EXERCISE DIRECTIONS:
Output only the lines from the start of the entries through the line holding "let channel_of = |i: usize|". Each line must match the original exactly.

(Collected data)
.....
fn quantize_weight(name: &str, weight: &Tensor, opts: &QuantizeOptions) -> Result<Quantized, QuantizeError> {
    let tensor_err = |source| QuantizeError::Tensor {
        name: name.to_string(),
        source,
    };
    let data = weight.as_f32().map_err(tensor_err)?;
    if data.iter().any(|v| !v.is_finite()) {
        return Err(QuantizeError::NonFiniteWeight { name: name.to_string() });
    }
    let shape = weight.shape().to_vec();
    let columns = if opts.per_channel { shape[CHANNEL_AXIS] } else { 1 };
    let channel_of = |i: usize| if opts.per_channel { i % columns } else { 0 };

    let mut ranges = vec![(0.0f32, 0.0f32); columns];
    for (i, &v) in data.iter().enumerate() {
        let r = &mut ranges[channel_of(i)];
        *r = (r.0.min(v), r.1.max(v));
    }
    let params: Vec<(f32, i32)> = ranges
        .iter()
        .map(|&(lo, hi)| params_for(opts.weight_precision, lo, hi))
        .collect();
    let scale_shape = if opts.per_channel { vec![columns] } else { Vec::new() };
    let scale = Tensor::from_f32(scale_shape.clone(), params.iter().map(|p| p.0).collect()).map_err(tensor_err)?;

    let level = |i: usize, v: f32| {
        let (s, zp) = params[channel_of(i)];
        (v / s).round() + zp as f32
    };
    let (values, zero_point) = match opts.weight_precision {
        WeightPrecision::Int8 => {
            let q = data
                .iter()
                .enumerate()
                .map(|(i, &v)| level(i, v).clamp(-127.0, 127.0) as i8)
                .collect();
            (
                Tensor::from_i8(shape, q).map_err(tensor_err)?,
                Tensor::from_i8(scale_shape, vec![0; columns]).map_err(tensor_err)?,
            )
        }
        WeightPrecision::UInt8 => {
            let q = data
                .iter()
                .enumerate()
                .map(|(i, &v)| level(i, v).clamp(0.0, 255.0) as u8)
                .collect();
            let zps = params.iter().map(|p| p.1 as u8).collect();
            (
                Tensor::from_u8(shape, q).map_err(tensor_err)?,
                Tensor::from_u8(scale_shape, zps).map_err(tensor_err)?,
            )
        }
    };
    Ok(Quantized {
        values,
        scale,
        zero_point,
    })
}

/// Quantize the weights of the selected operator kinds.
pub fn quantize(graph: &Graph, opts: &QuantizeOptions) -> Result<(Graph, QuantizeSummary), QuantizeError> {
    if let Some(&op) = opts.op_kinds.iter().find(|k| !ELIGIBLE_OPS.contains(k)) {
        return Err(QuantizeError::IneligibleOp { op });
    }

    let mut out = graph.clone();
    let mut dequantize_nodes = Vec::new();
    let mut replaced: HashMap<String, String> = HashMap::new();
    let mut weights = Vec::new();

    for node in &mut out.nodes {
        if !opts.op_kinds.contains(&node.op.kind()) {
            continue;
        }
        let Some(weight_name) = node.inputs.get(WEIGHT_INPUT).cloned() else {
            continue;
        };
        if let Some(dequantized) = replaced.get(&weight_name) {
            node.inputs[WEIGHT_INPUT] = dequantized.clone();
            continue;
        }
        let Some(weight) = graph.initializers.get(&weight_name) else {
            continue;
        };
        if weight.dtype() != DType::F32 || weight.shape().len() != 2 {
            continue;
        }

        let q = quantize_weight(&weight_name, weight, opts)?;
        let names = [
            format!("{weight_name}_quantized"),
            format!("{weight_name}_scale"),
            format!("{weight_name}_zero_point"),
            format!("{weight_name}_dequantized"),
        ];
        for name in &names {
            if graph.initializers.contains_key(name) || graph.nodes.iter().any(|n| &n.output == name) {
                return Err(QuantizeError::NameTaken { name: name.clone() });
            }
        }
        let [quantized, scale, zero_point, dequantized] = names;
        out.initializers.insert(quantized.clone(), q.values);
        out.initializers.insert(scale.clone(), q.scale);
        out.initializers.insert(zero_point.clone(), q.zero_point);
        dequantize_nodes.push(Node {
            name: format!("{weight_name}_dequantize"),
            op: Op::DequantizeLinear {
                axis: opts.per_channel.then_some(CHANNEL_AXIS),
            },
            inputs: vec![quantized, scale, zero_point],
            output: dequantized.clone(),
        });
        node.inputs[WEIGHT_INPUT] = dequantized.clone();
        replaced.insert(weight_name.clone(), dequantized);
        weights.push(weight_name);
    }

    for name in &weights {
        if out.consumers_of(name).is_empty() {
            out.initializers.remove(name);
        }
    }
    // Dequantize nodes only read initializers, so they can lead the graph
    dequantize_nodes.append(&mut out.nodes);
    out.nodes = dequantize_nodes;
    let needed = registry::spec(OpKind::DequantizeLinear).since.max(MIN_OPSET);
    out.opset = out.opset.max(needed);

    validate_graph(&out)?;
    let summary = QuantizeSummary {
        weights,
        original_bytes: graph.initializer_bytes(),
        quantized_bytes: out.initializer_bytes(),
    };
    debug!(
        "quantized {} weights to {}, initializers {} -> {} bytes",
        summary.weights.len(),
        opts.weight_precision,
        summary.original_bytes,
        summary.quantized_bytes
    );
    Ok((out, summary))
}

/// Quantize the artifact at `src` and write the result to `dst`.
pub fn quantize_artifact(src: &Path, dst: &Path, opts: &QuantizeOptions) -> Result<QuantizeSummary, PipelineError> {
    let graph = read_graph(src)?;
    let (quantized, summary) = quantize(&graph, opts)?;
    write_graph(&quantized, dst)?;
    info!(
        "quantized {} weights ({}{}), weights {:.1}% smaller, written to {}",
        summary.weights.len(),
        opts.weight_precision,
        if opts.per_channel { ", per channel" } else { "" },
        summary.reduction_percent(),
        dst.display()
    );
    Ok(summary)
}

#[cfg(test)]
mod tests {
    use super::*;
    use crate::graph::{Dim, ValueInfo, BOARD_INPUT, ELO_OPPO, ELO_SELF, MOVE_PROBS, WIN_PROB};
    use std::collections::BTreeMap;

    fn weight(rows: usize, cols: usize) -> Tensor {
        Tensor::from_fn(vec![rows, cols], |i| ((i * 37 % 23) as f32 - 11.0) / 10.0)
    }

    fn info(name: &str, dtype: DType, rest: &[usize]) -> ValueInfo {
        let mut dims = vec![Dim::Batch];
        dims.extend(rest.iter().map(|&n| Dim::Fixed(n)));
        ValueInfo {
            name: name.to_string(),
            dtype,
            dims,
        }
    }

    /// Both heads read the same shared projection.
    fn graph() -> Graph {
        let node = |name: &str, op: Op, inputs: &[&str], output: &str| Node {
            name: name.to_string(),
            op,
            inputs: inputs.iter().map(|s| s.to_string()).collect(),
            output: output.to_string(),
        };
        let mut initializers = BTreeMap::new();
        initializers.insert("proj".to_string(), weight(1152, 8));
        initializers.insert("head_w".to_string(), weight(8, 4));
        initializers.insert("head_b".to_string(), Tensor::zeros(vec![4]));
        initializers.insert("value_w".to_string(), weight(8, 1));
        initializers.insert("value_b".to_string(), Tensor::zeros(vec![1]));
        Graph {
            opset: 17,
            producer: "test".to_string(),
            inputs: vec![
                info(BOARD_INPUT, DType::F32, &[18, 8, 8]),
                info(ELO_SELF, DType::I64, &[]),
                info(ELO_OPPO, DType::I64, &[]),
            ],
            outputs: vec![info(MOVE_PROBS, DType::F32, &[4]), info(WIN_PROB, DType::F32, &[])],
            nodes: vec![
                node("flat", Op::Flatten { axis: 1 }, &[BOARD_INPUT], "flat"),
                node("trunk", Op::MatMul, &["flat", "proj"], "trunk"),
                node("logits", Op::Gemm, &["trunk", "head_w", "head_b"], "logits"),
                node("probs", Op::Softmax { axis: 1 }, &["logits"], MOVE_PROBS),
                node("value", Op::Gemm, &["trunk", "value_w", "value_b"], "value"),
                node("flat_value", Op::Reshape { shape: vec![-1] }, &["value"], "flat_value"),
                node("win", Op::Sigmoid, &["flat_value"], WIN_PROB),
            ],
            initializers,
        }
    }

    #[test]
    fn test_contract_is_preserved() {
        let original = graph();
        let (q, summary) = quantize(&original, &QuantizeOptions::default()).unwrap();
        assert_eq!(q.inputs, original.inputs);
        assert_eq!(q.outputs, original.outputs);
        assert_eq!(summary.weights, vec!["proj", "head_w", "value_w"]);
        assert_eq!(q.count_ops(OpKind::DequantizeLinear), 3);
        assert!(!q.initializers.contains_key("proj"));
        assert_eq!(q.initializers["proj_quantized"].dtype(), DType::I8);
        assert_eq!(q.initializers["head_b"].dtype(), DType::F32);
        assert!(summary.quantized_bytes < summary.original_bytes);
        assert!(summary.reduction_percent() > 70.0);
    }

    #[test]
    fn test_ineligible_kind_is_rejected() {
        let opts = QuantizeOptions {
            op_kinds: vec![OpKind::MatMul, OpKind::Softmax],
            ..QuantizeOptions::default()
        };
        assert_eq!(
            quantize(&graph(), &opts).unwrap_err(),
            QuantizeError::IneligibleOp { op: OpKind::Softmax }
        );
    }

    #[test]
    fn test_only_selected_kinds_are_touched() {
        let opts = QuantizeOptions {
            op_kinds: vec![OpKind::MatMul],
            ..QuantizeOptions::default()
        };
        let (q, summary) = quantize(&graph(), &opts).unwrap();
        assert_eq!(summary.weights, vec!["proj"]);
        assert_eq!(q.initializers["head_w"].dtype(), DType::F32);
    }

    #[test]
    fn test_shared_weight_is_quantized_once() {
        let mut g = graph();
        g.nodes[4].inputs[1] = "head_w".to_string();
        g.nodes[4].inputs[2] = "head_b".to_string();
        g.outputs[1] = info(WIN_PROB, DType::F32, &[4]);
        g.nodes.truncate(5);
        g.nodes[4].output = WIN_PROB.to_string();
        g.initializers.remove("value_w");
        g.initializers.remove("value_b");
        let (q, summary) = quantize(&g, &QuantizeOptions::default()).unwrap();
        assert_eq!(summary.weights, vec!["proj", "head_w"]);
        // Two dequantize nodes lead, then flat, trunk, logits, probs, value
        assert_eq!(q.count_ops(OpKind::DequantizeLinear), 2);
        assert_eq!(q.nodes[4].inputs[1], "head_w_dequantized");
        assert_eq!(q.nodes[6].inputs[1], "head_w_dequantized");
    }

    #[test]
    fn test_dequantized_weights_are_close() {
        for precision in [WeightPrecision::Int8, WeightPrecision::UInt8] {
            for per_channel in [false, true] {
                let opts = QuantizeOptions {
                    weight_precision: precision,
                    per_channel,
                    ..QuantizeOptions::default()
                };
                let w = weight(8, 4);
                let q = quantize_weight("w", &w, &opts).unwrap();
                let deq = crate::ops::execute(
                    &Op::DequantizeLinear {
                        axis: per_channel.then_some(CHANNEL_AXIS),
                    },
                    &[&q.values, &q.scale, &q.zero_point],
                )
                .unwrap();
                let max_err = w
                    .as_f32()
                    .unwrap()
                    .iter()
                    .zip(deq.as_f32().unwrap())
                    .map(|(a, b)| (a - b).abs())
                    .fold(0.0f32, f32::max);
                assert!(max_err < 0.01, "{precision} per_channel={per_channel}: {max_err}");
            }
        }
    }

    #[test]
    fn test_non_finite_weight() {
        let mut g = graph();
        g.initializers
            .insert("head_w".to_string(), Tensor::from_fn(vec![8, 4], |_| f32::INFINITY));
        assert_eq!(
            quantize(&g, &QuantizeOptions::default()).unwrap_err(),
            QuantizeError::NonFiniteWeight {
                name: "head_w".to_string()
            }
        );
    }

    #[test]
    fn test_opset_is_raised() {
        let mut g = graph();
        g.opset = MIN_OPSET;
        let (q, _) = quantize(&g, &QuantizeOptions::default()).unwrap();
        assert!(q.opset >= MIN_OPSET);
        assert_eq!(q.opset, MIN_OPSET);
    }

    #[test]
    fn test_weight_type_parsing() {
        assert_eq!("QInt8".parse::<WeightPrecision>(), Ok(WeightPrecision::Int8));
        assert_eq!("uint8".parse::<WeightPrecision>(), Ok(WeightPrecision::UInt8));
        assert!("fp16".parse::<WeightPrecision>().is_err());
    }

    #[test]
    fn test_quantize_artifact_on_disk() {
        let dir = tempfile::tempdir().unwrap();
        let src = dir.path().join("model.graph");
        let dst = dir.path().join("model_quantized.graph");
        write_graph(&graph(), &src).unwrap();
        let summary = quantize_artifact(&src, &dst, &QuantizeOptions::default()).unwrap();
        assert_eq!(summary.weights.len(), 3);
        let q = read_graph(&dst).unwrap();
        assert_eq!(q.output_names(), vec![MOVE_PROBS, WIN_PROB]);
    }
}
.....
ANSWER FOR THIS EXERCISE:
fn quantize_weight(name: &str, weight: &Tensor, opts: &QuantizeOptions) -> Result<Quantized, QuantizeError> {
    let tensor_err = |source| QuantizeError::Tensor {
        name: name.to_string(),
        source,
    };
    let data = weight.as_f32().map_err(tensor_err)?;
    if data.iter().any(|v| !v.is_finite()) {
        return Err(QuantizeError::NonFiniteWeight { name: name.to_string() });
    }
    let shape = weight.shape().to_vec();
    let columns = if opts.per_channel { shape[CHANNEL_AXIS] } else { 1 };
    let channel_of = |i: usize| if opts.per_channel { i % columns } else { 0 };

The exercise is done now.